病棟日誌「悲喜交々」十一月五日  「母の形見」

 土曜日は通院日。また体重が1キロ半減って、いよいよ「標準体重」の域に入った。一年前が85キロくらいで、今は71キロ台だから、13キロは減ったことになる。

 痩せると一気に老けるので、ニ三キロほど戻すべく、食事の後に意図的に菓子パンを食べるなどしているが、太らずに痩せて行く。

 健康的に痩せる分には問題ないが、ダイエットしているわけでもないし、糖分も多めに摂っている。それでも痩せるのは、いよいよ多臓器不全症に突入したかもしれん。食後でも血糖値が上がらなくなった。

 私よりも先輩の患者が三人いるが、女性一人はかなりヤバそう。ま、上半期には私がその状況だった。

 入棟順に前の患者三四十人が消えて、後の患者も五十人以上が入院病棟に去った。こっちに戻って来ぬのは転院したわけではないわけで、病院ではなくこの世を去った。

 でもま、こういう状況にもさすがに慣れる。死刑確定囚だって、何年も知らされずに、いきなり執行の前日かその日の朝に言い渡される。さぞ不安で堪らんだろうと思っていたが、どんな境遇にも人は慣れるようだ。

 

 ところで、病棟には出稼ぎに来たK国人看護師がいるが、いつも真面目に働いている。そこで、きちんと仲間に入れることにして、世間話を始めた。かの国から来た窃盗団の被害に遭ったことがある者としては、あの国にはすぐにも滅びて欲しいし、民族も絶滅して欲しいが、目の前の「この若者」は話が別だ。

 国や民族、作り話の文化をけなしはするが、「この人」について理由なく差別はしない。そんなのは当たり前だ。

 もちろん、それなりの理由があれば、誰であっても批判はする。これは相手がどの国の人間でも同じだ。

 世の中にはイカサマ野郎があきれるほど沢山いる。

 

 さて、夕食後、家人が「おばあちゃんの形見分けの財布があった」と黒革の財布を持って来た。生前、母は自分が元気なうちにと、「これはあなたに」「これは誰それに」と持ち物を分けていた。

 家人は母から直接、装飾品などと一緒に渡されていたようだ。

 生きている内に自分の死んだ後の準備を始めるのは、さすが母と息子は性格が似ている。

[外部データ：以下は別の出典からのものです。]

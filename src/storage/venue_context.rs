//! Persistent, observable "selected venue" cell.
//!
//! [`VenueContextStore`] stores whatever it is given, persists it
//! immediately, and tells its subscribers. Keeping the value
//! consistent with the tenant's venues is [`crate::domain::VenueAutoSelector`]'s
//! job.

use std::fmt;
use std::sync::{Arc, Mutex, PoisonError, RwLock, Weak};

use serde::{Deserialize, Serialize};

use super::kv::{KeyValuePort, StorageError};
use crate::domain::VenueId;

/// Storage key of the selection record.
pub const SELECTION_NAMESPACE: &str = "rota.venue-selection";

/// Persisted shape of the selection.
///
/// Unknown fields are ignored and a missing field reads as `None`, so older
/// and newer consoles can share a storage directory.
#[derive(Debug, Clone, Default, PartialEq, Eq, Serialize, Deserialize)]
#[serde(rename_all = "camelCase")]
pub struct SelectionRecord {
    /// Currently selected venue.
    #[serde(default)]
    pub selected_venue_id: Option<VenueId>,
}

impl SelectionRecord {
    /// Decodes a stored record. Empty, malformed or unknown content yields
    /// the empty selection.
    #[must_use]
    pub fn decode(raw: &str) -> Self {
        if raw.trim().is_empty() {
            return Self::default();
        }
        match serde_json::from_str::<Self>(raw) {
            Ok(record) => Self {
                selected_venue_id: record
                    .selected_venue_id
                    .filter(|id| !id.as_str().is_empty()),
            },
            Err(e) => {
                tracing::debug!(error = %e, "ignoring unreadable selection record");
                Self::default()
            }
        }
    }
}

type Listener = Arc<dyn Fn(Option<&VenueId>) + Send + Sync>;

#[derive(Default)]
struct Listeners {
    next_id: u64,
    entries: Vec<(u64, Listener)>,
}

/// Observable, persisted selection of the active venue.
pub struct VenueContextStore {
    storage: Arc<dyn KeyValuePort>,
    current: RwLock<Option<VenueId>>,
    listeners: Arc<Mutex<Listeners>>,
}

impl VenueContextStore {
    /// Opens the store over `storage`, reading the persisted selection.
    ///
    /// # Errors
    ///
    /// Returns [`StorageError`] if the backend cannot be read. Content that
    /// cannot be decoded is not an error; it reads as no selection.
    pub fn load(storage: Arc<dyn KeyValuePort>) -> Result<Self, StorageError> {
        let record = storage
            .read(SELECTION_NAMESPACE)?
            .map(|raw| SelectionRecord::decode(&raw))
            .unwrap_or_default();
        Ok(Self {
            storage,
            current: RwLock::new(record.selected_venue_id),
            listeners: Arc::new(Mutex::new(Listeners::default())),
        })
    }

    /// Returns the current selection.
    #[must_use]
    pub fn get(&self) -> Option<VenueId> {
        self.current
            .read()
            .unwrap_or_else(PoisonError::into_inner)
            .clone()
    }

    /// Replaces the selection, persists it, then notifies every subscriber
    /// before returning.
    ///
    /// # Errors
    ///
    /// Returns [`StorageError`] if the record could not be persisted. The
    /// in-memory value is left unchanged and no subscriber is called.
    pub fn set(&self, id: Option<VenueId>) -> Result<(), StorageError> {
        let record = SelectionRecord {
            selected_venue_id: id.clone(),
        };
        let encoded = serde_json::to_string(&record)?;
        {
            let mut current = self.current.write().unwrap_or_else(PoisonError::into_inner);
            self.storage.write(SELECTION_NAMESPACE, &encoded)?;
            *current = id.clone();
        }

        // Snapshot so listeners may call back into the store.
        let listeners: Vec<Listener> = {
            let guard = self.listeners.lock().unwrap_or_else(PoisonError::into_inner);
            guard.entries.iter().map(|(_, l)| Arc::clone(l)).collect()
        };
        for listener in &listeners {
            listener(id.as_ref());
        }
        Ok(())
    }

    /// Registers `listener`, called synchronously after every successful
    /// [`set`](Self::set). The listener stays registered until the returned
    /// [`Subscription`] is dropped or unsubscribed.
    pub fn subscribe<F>(&self, listener: F) -> Subscription
    where
        F: Fn(Option<&VenueId>) + Send + Sync + 'static,
    {
        let mut guard = self.listeners.lock().unwrap_or_else(PoisonError::into_inner);
        let id = guard.next_id;
        guard.next_id = guard.next_id.wrapping_add(1);
        guard.entries.push((id, Arc::new(listener)));
        Subscription {
            id,
            listeners: Arc::downgrade(&self.listeners),
        }
    }

    /// Number of registered listeners.
    #[must_use]
    pub fn subscriber_count(&self) -> usize {
        self.listeners
            .lock()
            .unwrap_or_else(PoisonError::into_inner)
            .entries
            .len()
    }
}

impl fmt::Debug for VenueContextStore {
    fn fmt(&self, f: &mut fmt::Formatter<'_>) -> fmt::Result {
        f.debug_struct("VenueContextStore")
            .field("storage", &self.storage)
            .field("current", &self.get())
            .field("subscribers", &self.subscriber_count())
            .finish()
    }
}

/// Handle returned by [`VenueContextStore::subscribe`]; removes the listener
/// when dropped.
#[must_use = "dropping a Subscription unsubscribes immediately"]
pub struct Subscription {
    id: u64,
    listeners: Weak<Mutex<Listeners>>,
}

impl Subscription {
    /// Removes the listener now.
    pub fn unsubscribe(self) {
        drop(self);
    }
}

impl Drop for Subscription {
    fn drop(&mut self) {
        if let Some(listeners) = self.listeners.upgrade() {
            let mut guard = listeners.lock().unwrap_or_else(PoisonError::into_inner);
            guard.entries.retain(|(id, _)| *id != self.id);
        }
    }
}

impl fmt::Debug for Subscription {
    fn fmt(&self, f: &mut fmt::Formatter<'_>) -> fmt::Result {
        f.debug_struct("Subscription").field("id", &self.id).finish()
    }
}

#[cfg(test)]
#[allow(clippy::panic)]
mod tests {
    use std::sync::atomic::{AtomicUsize, Ordering};

    use super::*;
    use crate::storage::MemoryKeyValue;

    #[derive(Debug)]
    struct BrokenStorage;

    impl KeyValuePort for BrokenStorage {
        fn read(&self, _key: &str) -> Result<Option<String>, StorageError> {
            Ok(None)
        }

        fn write(&self, _key: &str, _value: &str) -> Result<(), StorageError> {
            Err(StorageError::Unavailable("disk full".to_string()))
        }
    }

    fn open(storage: &Arc<MemoryKeyValue>) -> VenueContextStore {
        let port: Arc<dyn KeyValuePort> = Arc::<MemoryKeyValue>::clone(storage);
        let Ok(store) = VenueContextStore::load(port) else {
            panic!("memory store must load");
        };
        store
    }

    #[test]
    fn fresh_storage_has_no_selection() {
        let store = open(&Arc::new(MemoryKeyValue::new()));
        assert_eq!(store.get(), None);
    }

    #[test]
    fn selection_survives_reload() {
        let storage = Arc::new(MemoryKeyValue::new());
        assert!(storage.write("unrelated", "keep-me").is_ok());

        let store = open(&storage);
        assert!(store.set(Some(VenueId::from("v3"))).is_ok());
        drop(store);

        let reloaded = open(&storage);
        assert_eq!(reloaded.get(), Some(VenueId::from("v3")));
        assert_eq!(
            storage.read("unrelated").ok().flatten().as_deref(),
            Some("keep-me")
        );
        assert_eq!(storage.len(), 2);
    }

    #[test]
    fn record_uses_camel_case_key() {
        let storage = Arc::new(MemoryKeyValue::new());
        let store = open(&storage);
        assert!(store.set(Some(VenueId::from("v1"))).is_ok());
        assert_eq!(
            storage.read(SELECTION_NAMESPACE).ok().flatten().as_deref(),
            Some(r#"{"selectedVenueId":"v1"}"#)
        );
    }

    #[test]
    fn unreadable_records_mean_no_selection() {
        for raw in ["", "   ", "not json", "[]", r#"{"selectedVenueId":""}"#, "{}"] {
            assert_eq!(SelectionRecord::decode(raw), SelectionRecord::default());
        }
        let future = SelectionRecord::decode(r#"{"selectedVenueId":"v2","pinned":true}"#);
        assert_eq!(future.selected_venue_id, Some(VenueId::from("v2")));
    }

    #[test]
    fn subscribers_run_before_set_returns() {
        let store = open(&Arc::new(MemoryKeyValue::new()));
        let seen = Arc::new(Mutex::new(Vec::new()));
        let sink = Arc::clone(&seen);
        let _sub = store.subscribe(move |id| {
            sink.lock()
                .unwrap_or_else(PoisonError::into_inner)
                .push(id.cloned());
        });

        assert!(store.set(Some(VenueId::from("v1"))).is_ok());
        assert!(store.set(None).is_ok());

        let seen = seen.lock().unwrap_or_else(PoisonError::into_inner).clone();
        assert_eq!(seen, vec![Some(VenueId::from("v1")), None]);
    }

    #[test]
    fn dropping_subscription_stops_notifications() {
        let store = open(&Arc::new(MemoryKeyValue::new()));
        let calls = Arc::new(AtomicUsize::new(0));
        let counter = Arc::clone(&calls);
        let sub = store.subscribe(move |_| {
            counter.fetch_add(1, Ordering::SeqCst);
        });
        assert!(store.set(Some(VenueId::from("v1"))).is_ok());
        sub.unsubscribe();
        assert!(store.set(Some(VenueId::from("v2"))).is_ok());

        assert_eq!(calls.load(Ordering::SeqCst), 1);
        assert_eq!(store.subscriber_count(), 0);
    }

    #[test]
    fn listener_may_read_store() {
        let store = Arc::new(open(&Arc::new(MemoryKeyValue::new())));
        let observed = Arc::new(Mutex::new(None));
        let sink = Arc::clone(&observed);
        let weak = Arc::downgrade(&store);
        let _sub = store.subscribe(move |_| {
            if let Some(store) = weak.upgrade() {
                *sink.lock().unwrap_or_else(PoisonError::into_inner) = store.get();
            }
        });
        assert!(store.set(Some(VenueId::from("v7"))).is_ok());
        let observed = observed.lock().unwrap_or_else(PoisonError::into_inner).clone();
        assert_eq!(observed, Some(VenueId::from("v7")));
    }

    #[test]
    fn failed_write_keeps_previous_value_and_is_silent() {
        let Ok(store) = VenueContextStore::load(Arc::new(BrokenStorage)) else {
            panic!("load");
        };
        let calls = Arc::new(AtomicUsize::new(0));
        let counter = Arc::clone(&calls);
        let _sub = store.subscribe(move |_| {
            counter.fetch_add(1, Ordering::SeqCst);
        });

        assert!(store.set(Some(VenueId::from("v1"))).is_err());
        assert_eq!(store.get(), None);
        assert_eq!(calls.load(Ordering::SeqCst), 0);
    }
}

 中を検めると、盛岡の八幡さまのお守りや飯能の鳥居観音のお守りが入っていた。やっぱりナンバー2は八幡さまなわけだ。もちろん、主神は天照大神になる。

 鳥居観音のお守りは私が渡したものだが、母は大切にしてくれていたらしい。

神さまのお札はそれぞれ財布の部屋を別にしてあったから、きちんと作法を心得ている。二人部屋にはせず各々が個室だ。

 あとは心不全を発症した時用のニトロ錠剤とか、心臓の難しい病名を記した紙が入っていた。心臓病は血筋に流れているから、家族病だ。仮にあと何年か生きていられるのであれば、いずれ私も同じ病気を発症する。

 

 母の財布を見ていたら、いつの間にか気持ちが和んでいた。

 一生を通じ、ずっと息子たちのことを案じて暮らしていたのだな。

 部屋でお焼香をして、「生きている者のことは生きている者自身がやるから、もう心配せず先に進んでくれよ」と祈念した。

 母とはよく話をした方だから、一つひとつの言葉が記憶の中で生きている。母がこだわりを解いて、先に進んでくれると、病苦の無い新しい人生が待っているかもしれん。

 「けして忘れんから、俺たちを見守ってくれなくともいいよ」

 

 母の八幡さまのお守りを見て気付いたが、一年くらい苦しめられた昨秋の「障り」がようやく解けたような気がする。

 ま、外に出れば、何やかや拾うから、束の間の休息には違いない。激やせが止まらんから「騙し」かもしれん。

 

 今も後悔することは、母のところに来た「お迎え」が母本人ではなく父の前に現れたことだ。私はそのことを知らなかったが、かなり後で父が「若い男が来て、あいつ(母)を『連れて行く』と言った」と私に言った。周囲は父が「認知症になったのか」と疑ったようだが、私はそれを聞いてすぐに気が付いた。

 たぶん、父の前に現れた「若い男」はこの世の者ではない。妄想ではなく現実に現れた。

 これは、私自身が、私を迎えに来た二人組に実際に会ったことがあるから、間違いはない。

 外見上は、普通の人間と同じなのだが、二人の周り数十センチの景色が歪んでいた。 こういうのは、生きた人間ではあり得ない。

 

 父の前に現れた頃に、私が母の傍にいてやれれば、たぶん、母の死期を一年か二年ほど先送りに出来たと思う。

 とりわけ今なら色んなことに習熟しているから、そのことが口惜しい。